The coronavirus, social bonds and the 'crisis society'



The coronavirus has not only attacked vulnerable individuals—it has highlighted how Europe’s atrophying social ties leave a growing precariat exposed.

https://www.socialeurope.eu/the-coronavirus-social-bonds-and-the-crisis-society

The world-renowned economist Joseph Stiglitz has rightly called our attention to the dramatic threats the coronavirus poses to everyone’s health and to the economy and society at large. He urges us to appreciate once more the important role of government, public policy and public values, as the antidote to what Ulrich Beck long ago defined as ‘risk society’—the society of side-effects.

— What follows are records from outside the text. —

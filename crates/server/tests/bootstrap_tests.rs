//! Tests for bootstrap key initialization behavior.

mod common;

use axum::http::StatusCode;
use common::TestServer;
use common::fixtures::GemFixture;
use gemvault_core::config::AuthConfig;
use gemvault_core::{Permission, hash_key};
use gemvault_server::bootstrap::{BOOTSTRAP_KEY_NAME, ensure_bootstrap_key};
use time::OffsetDateTime;

fn auth_config(raw_key: Option<&str>) -> AuthConfig {
    AuthConfig {
        bootstrap_key_hash: raw_key.map(hash_key),
        ..AuthConfig::default()
    }
}

#[tokio::test]
async fn test_bootstrap_key_created_and_usable() {
    let server = TestServer::new().await;
    let metadata = server.metadata();

    ensure_bootstrap_key(metadata.as_ref(), &server.state.config.auth)
        .await
        .unwrap();

    let row = metadata
        .get_authorization_by_hash(&hash_key("test-bootstrap-key"))
        .await
        .unwrap()
        .expect("bootstrap key should exist");
    assert_eq!(row.name.as_deref(), Some(BOOTSTRAP_KEY_NAME));
    assert!(row.revoked_at.is_none());
    assert!(row.to_authorization().unwrap().has_permission(Permission::Push));
    assert_eq!(
        metadata.get_bootstrap_authorization_id().await.unwrap(),
        Some(row.authorization_id)
    );

    let response = server
        .push(
            Some("test-bootstrap-key"),
            GemFixture::new("example", "0.1.0").build(),
        )
        .await;
    assert_eq!(response.status, StatusCode::OK);
}

#[tokio::test]
async fn test_bootstrap_is_idempotent() {
    let server = TestServer::new().await;
    let metadata = server.metadata();
    let config = auth_config(Some("first-key"));

    ensure_bootstrap_key(metadata.as_ref(), &config).await.unwrap();
    ensure_bootstrap_key(metadata.as_ref(), &config).await.unwrap();

    let rows = metadata.list_authorizations().await.unwrap();
    assert_eq!(rows.len(), 1);
    assert!(rows[0].revoked_at.is_none());
}

#[tokio::test]
async fn test_bootstrap_rotation_revokes_previous_key() {
    let server = TestServer::new().await;
    let metadata = server.metadata();

    ensure_bootstrap_key(metadata.as_ref(), &auth_config(Some("first-key")))
        .await
        .unwrap();
    ensure_bootstrap_key(metadata.as_ref(), &auth_config(Some("second-key")))
        .await
        .unwrap();

    let first = metadata
        .get_authorization_by_hash(&hash_key("first-key"))
        .await
        .unwrap()
        .unwrap();
    let second = metadata
        .get_authorization_by_hash(&hash_key("second-key"))
        .await
        .unwrap()
        .unwrap();
    assert!(first.revoked_at.is_some());
    assert!(second.revoked_at.is_none());
    assert_eq!(
        metadata.get_bootstrap_authorization_id().await.unwrap(),
        Some(second.authorization_id)
    );

    let response = server
        .push(Some("first-key"), GemFixture::new("example", "0.1.0").build())
        .await;
    assert_eq!(response.status, StatusCode::UNAUTHORIZED);
}

#[tokio::test]
async fn test_bootstrap_refuses_revoked_hash() {
    let server = TestServer::new().await;
    let metadata = server.metadata();
    let config = auth_config(Some("first-key"));

    ensure_bootstrap_key(metadata.as_ref(), &config).await.unwrap();
    let row = metadata
        .get_authorization_by_hash(&hash_key("first-key"))
        .await
        .unwrap()
        .unwrap();
    metadata
        .revoke_authorization(row.authorization_id, OffsetDateTime::now_utc())
        .await
        .unwrap();

    let err = ensure_bootstrap_key(metadata.as_ref(), &config)
        .await
        .unwrap_err();
    assert!(err.to_string().contains("revoked"));
}

#[tokio::test]
async fn test_bootstrap_without_hash_is_noop() {
    let server = TestServer::new().await;
    let metadata = server.metadata();

    ensure_bootstrap_key(metadata.as_ref(), &auth_config(None))
        .await
        .unwrap();

    assert!(metadata.list_authorizations().await.unwrap().is_empty());
    assert!(metadata.get_bootstrap_authorization_id().await.unwrap().is_none());
}

#[tokio::test]
async fn test_bootstrap_accepts_prefixed_uppercase_hash() {
    let server = TestServer::new().await;
    let metadata = server.metadata();
    let config = AuthConfig {
        bootstrap_key_hash: Some(format!("sha256:{}", hash_key("shouty").to_uppercase())),
        ..AuthConfig::default()
    };
    // Startup validation and key setup agree on the accepted forms.
    assert!(config.validate().is_ok());

    ensure_bootstrap_key(metadata.as_ref(), &config).await.unwrap();

    assert!(
        metadata
            .get_authorization_by_hash(&hash_key("shouty"))
            .await
            .unwrap()
            .is_some()
    );
}

#[tokio::test]
async fn test_bootstrap_rejects_malformed_hash() {
    let server = TestServer::new().await;
    let config = AuthConfig {
        bootstrap_key_hash: Some("not-a-hash".to_string()),
        ..AuthConfig::default()
    };

    assert!(
        ensure_bootstrap_key(server.metadata().as_ref(), &config)
            .await
            .is_err()
    );
}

From a different perspective, but similar approach, the eloquent feminist social scientist Nancy Fraser highlights in her 2017 book Social Reproduction Theory how creating and maintaining social bonds is essential to guaranteeing ‘sustainability’ in society. Fraser’s focus is on caring, which provides ties between generations, as well as within and across communities. But this is threatened, she argues, by the withdrawal of public support under neoliberal, financialised capitalism. The result of this attenuation of social bonds is for us a ‘crisis society’—a systemic condensation of the financial, political, ecological, social and health challenges we have been (and are) experiencing nowadays, which are strongly intertwined.

Precarious workers

The Covid-19 crisis magnifies the distortions imposed by neoliberal ideology on the socio-economic system. To the fore are the increasingly precarious working conditions of some social groups in the labour market. Precarious workers are most at risk from the pandemic, because they lack social and human rights (including to collective bargaining and participation) while enjoying little or no social protection (including adequate unemployment and sickness benefits). This is the case for those who cannot work (the unemployed) and those who do but do not have guaranteed work or hours (on-call and zero-hours contracts)—as well as all the low-paid, who are mostly migrants, women and youth segregated in specific sectors of the economy, such as cleaning, hospitality and retail.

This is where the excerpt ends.